FSA tweet causes industry fury

A tweet promoting #meatfreeweek sent out by the Food Standards Agency (FSA) has caused anger in the meat processing industry. 

On its social media page, it endorsed #meatfreeweek, which takes place 1-8 August, in a tweet.

However, according to Association of Independent Meat Suppliers (AIMS), the Agency “overstepped its mark as a non-ministerial government department by actively promoting the campaign #meatfreeweek”.

AIMS issued a statement on behalf of the National Farmers' Union, National Sheep Association, AIMS, British Meat Processors Association, British Poultry Council and the National Federation of Meat & Food Traders, slamming the FSA.
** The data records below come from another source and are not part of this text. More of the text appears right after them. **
//! Artifact model — the immutable record produced at each pipeline stage.

use serde::{Deserialize, Serialize};

/// Maximum error text carried into a fallback rationale.
const MAX_ERROR_CHARS: usize = 200;

/// Immutable record produced by a stage, reviewer summary, or resolver.
///
/// The engine never interprets `content`; only `rationale` is inspected
/// (for votes and gap mining). `output_locator`/`output_format` advance the
/// pipeline's data cursor when present.
#[derive(Debug, Clone, PartialEq, Eq, Serialize, Deserialize)]
pub struct Artifact {
    /// Identifier of the stage/solution that produced this artifact.
    pub name: String,
    /// Opaque generated payload.
    pub content: String,
    /// Free-text justification.
    pub rationale: String,
    /// Where downstream stages should read input from, if this stage
    /// produced a new dataset. Absent means "keep the current cursor."
    #[serde(default, skip_serializing_if = "Option::is_none")]
    pub output_locator: Option<String>,
    /// Format tag accompanying the locator (csv, parquet, ...).
    #[serde(default, skip_serializing_if = "Option::is_none")]
    pub output_format: Option<String>,
}

impl Artifact {
    /// Create an artifact with no output cursor.
    pub fn new(
        name: impl Into<String>,
        content: impl Into<String>,
        rationale: impl Into<String>,
    ) -> Self {
        Self {
            name: name.into(),
            content: content.into(),
            rationale: rationale.into(),
            output_locator: None,
            output_format: None,
        }
    }

    /// Attach an output locator and format.
    pub fn with_output(mut self, locator: impl Into<String>, format: impl Into<String>) -> Self {
        self.output_locator = Some(locator.into());
        self.output_format = Some(format.into());
        self
    }

    /// Deterministic fallback artifact for a failed stage.
    ///
    /// A stage error always yields a reduced-confidence artifact rather than
    /// no artifact — the pipeline must keep advancing. The error text is
    /// truncated so a runaway message cannot bloat the chain.
    pub fn fallback(stage_name: &str, error: &str) -> Self {
        Self {
            name: format!("{stage_name}_fallback"),
            content: String::new(),
            rationale: format!(
                "Stage '{}' failed: {}. Produced minimal fallback step; pipeline continues.",
                stage_name,
                truncate(error, MAX_ERROR_CHARS)
            ),
            output_locator: None,
            output_format: None,
        }
    }

    /// Whether this artifact was produced by the fallback path.
    pub fn is_fallback(&self) -> bool {
        self.name.ends_with("_fallback")
    }
}

/// Truncate on a char boundary, appending an ellipsis when cut.
pub(crate) fn truncate(text: &str, max_chars: usize) -> String {
    if text.chars().count() <= max_chars {
        return text.to_string();
    }
    let cut: String = text.chars().take(max_chars).collect();
    format!("{cut}...")
}
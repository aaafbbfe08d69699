//! HTTP-backed collaborator implementations and the factory that wires a
//! full [`CollaboratorSet`] from config.

pub mod discovery;
pub mod generator;
pub mod resolver;
pub mod reviewer;

use std::sync::Arc;

use orchestration::{CollabError, CollabResult, CollaboratorSet};
use serde::Deserialize;
use tracing::debug;

use crate::config::{AgentsConfig, Endpoint};
use crate::retrieval::{retrieve_with_failsafe, KnowledgeRetriever, StaticRetriever};

use discovery::HttpCapabilityDiscovery;
use generator::HttpStageGenerator;
use resolver::TemplateResolver;
use reviewer::HttpReviewer;

/// The standard stage sequence, in execution order.
pub const STAGE_NAMES: [&str; 3] = ["ingest", "clean", "transform"];

/// Thin client for an OpenAI-compatible `/chat/completions` endpoint.
pub struct ChatClient {
    http: reqwest::Client,
    base_url: String,
    model: String,
    api_key: Option<String>,
}

#[derive(Deserialize)]
struct ChatResponse {
    choices: Vec<ChatChoice>,
}

#[derive(Deserialize)]
struct ChatChoice {
    message: ChatMessage,
}

#[derive(Deserialize)]
struct ChatMessage {
    content: String,
}

impl ChatClient {
    pub fn new(endpoint: &Endpoint, api_key: Option<String>) -> Self {
        Self {
            http: reqwest::Client::new(),
            base_url: endpoint.url.clone(),
            model: endpoint.model.clone(),
            api_key,
        }
    }

    /// One system+user completion, returning the raw assistant text.
    pub async fn complete(&self, preamble: &str, prompt: &str) -> CollabResult<String> {
        let body = serde_json::json!({
            "model": self.model,
            "messages": [
                {"role": "system", "content": preamble},
                {"role": "user", "content": prompt},
            ],
            "temperature": 0.2,
        });

        let mut request = self
            .http
            .post(format!("{}/chat/completions", self.base_url))
            .json(&body);
        if let Some(key) = &self.api_key {
            request = request.bearer_auth(key);
        }

        let response = request
            .send()
            .await
            .map_err(|e| CollabError::Request(e.to_string()))?;
        if !response.status().is_success() {
            return Err(CollabError::Unavailable(format!(
                "{} returned {}",
                self.base_url,
                response.status()
            )));
        }

        let parsed: ChatResponse = response
            .json()
            .await
            .map_err(|e| CollabError::Parse(e.to_string()))?;
        parsed
            .choices
            .into_iter()
            .next()
            .map(|c| c.message.content)
            .ok_or_else(|| CollabError::Parse("response had no choices".into()))
    }
}

/// Build the full collaborator set from config.
///
/// One chat client per endpoint, shared across the roles it serves. Guidance
/// retrieval is best-effort and never blocks start-up.
pub async fn build_collaborators(config: &AgentsConfig) -> CollaboratorSet {
    let generator_client = Arc::new(ChatClient::new(
        &config.generator_endpoint,
        config.api_key.clone(),
    ));
    let reviewer_client = Arc::new(ChatClient::new(
        &config.reviewer_endpoint,
        config.api_key.clone(),
    ));
    let retriever = StaticRetriever::builtin();

    let mut stages: Vec<Box<dyn orchestration::StageGenerator>> =
        Vec::with_capacity(STAGE_NAMES.len());
    for name in STAGE_NAMES {
        let guidance = retrieve_with_failsafe(&retriever as &dyn KnowledgeRetriever, name).await;
        debug!(stage = name, guidance_chars = guidance.len(), "Stage generator ready");
        stages.push(Box::new(HttpStageGenerator::new(
            name,
            generator_client.clone(),
            guidance,
        )));
    }

    let reviewers: Vec<Box<dyn orchestration::Reviewer>> = (1..=config.review_panel)
        .map(|i| {
            Box::new(HttpReviewer::new(
                format!("auditor-{i}"),
                reviewer_client.clone(),
            )) as Box<dyn orchestration::Reviewer>
        })
        .collect();

    CollaboratorSet {
        discovery: Box::new(HttpCapabilityDiscovery::new(&config.tools_url)),
        refiner: Box::new(HttpStageGenerator::refiner(generator_client)),
        stages,
        reviewers,
        resolver: Box::new(TemplateResolver),
    }
}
The statement read: “Its [FSA] role is not that of lobbyist but to use its expertise and influence so that people can trust that the food they buy and eat is safe and honest. At no point should it be actively influencing people to make a particular dietary choice.”

Following multiple complaints on Twitter, the FSA took down the tweet, responding on the social media site that “it doesn’t properly reflect our position”.

A statement from the Agency said: "We use our social media channels to flag up many food-related initiatives that consumers might be interested in, helping consumers make choices that are right for them.

"Our recent Food Safety Week campaign, for example, focused particularly on meat and eggs and how to make the most of them safely, wasting less. Our upcoming barbecue campaign will focus on cooking burgers safely at home.

"We continue to support government advice on healthy eating and a balanced diet. NHS Choices advise that people who eat a lot of red and processed meat a day (more than 90g cooked weight) cut down to 70g. On this occasion the wording of the tweet was not appropriate and did not properly reflect our position, so we have removed the message."

Fiona Steiger at the BMPA said:"Although the FSA recognised the error of the tweet and deleted it, it should have been aware from the start that it does not have a role in promoting one food choice over another, that is for other government departments.  We would expect to never see another tweet in this vein again. It does neither the FSA or industry any good when the FSA oversteps both its remit and role."

Richard Griffiths, policy director at the British Poultry Council said that it is the FSA’s job to protect customers and to regulate the food industry to ensure that food business operators produce safe food. “It’s not there to promote choices for consumers or to try and influence the choice of consumers,” he said.

“I think there’s always more that can be done to help producers – particularly the meat industry in the UK.” Although he said that the FSA and the British Poultry Council are “looking in the same direction”, he did admit that the tweet was a mistake.

“It shouldn’t have happened, and it’s not the FSA’s role to promote that sort of thing.”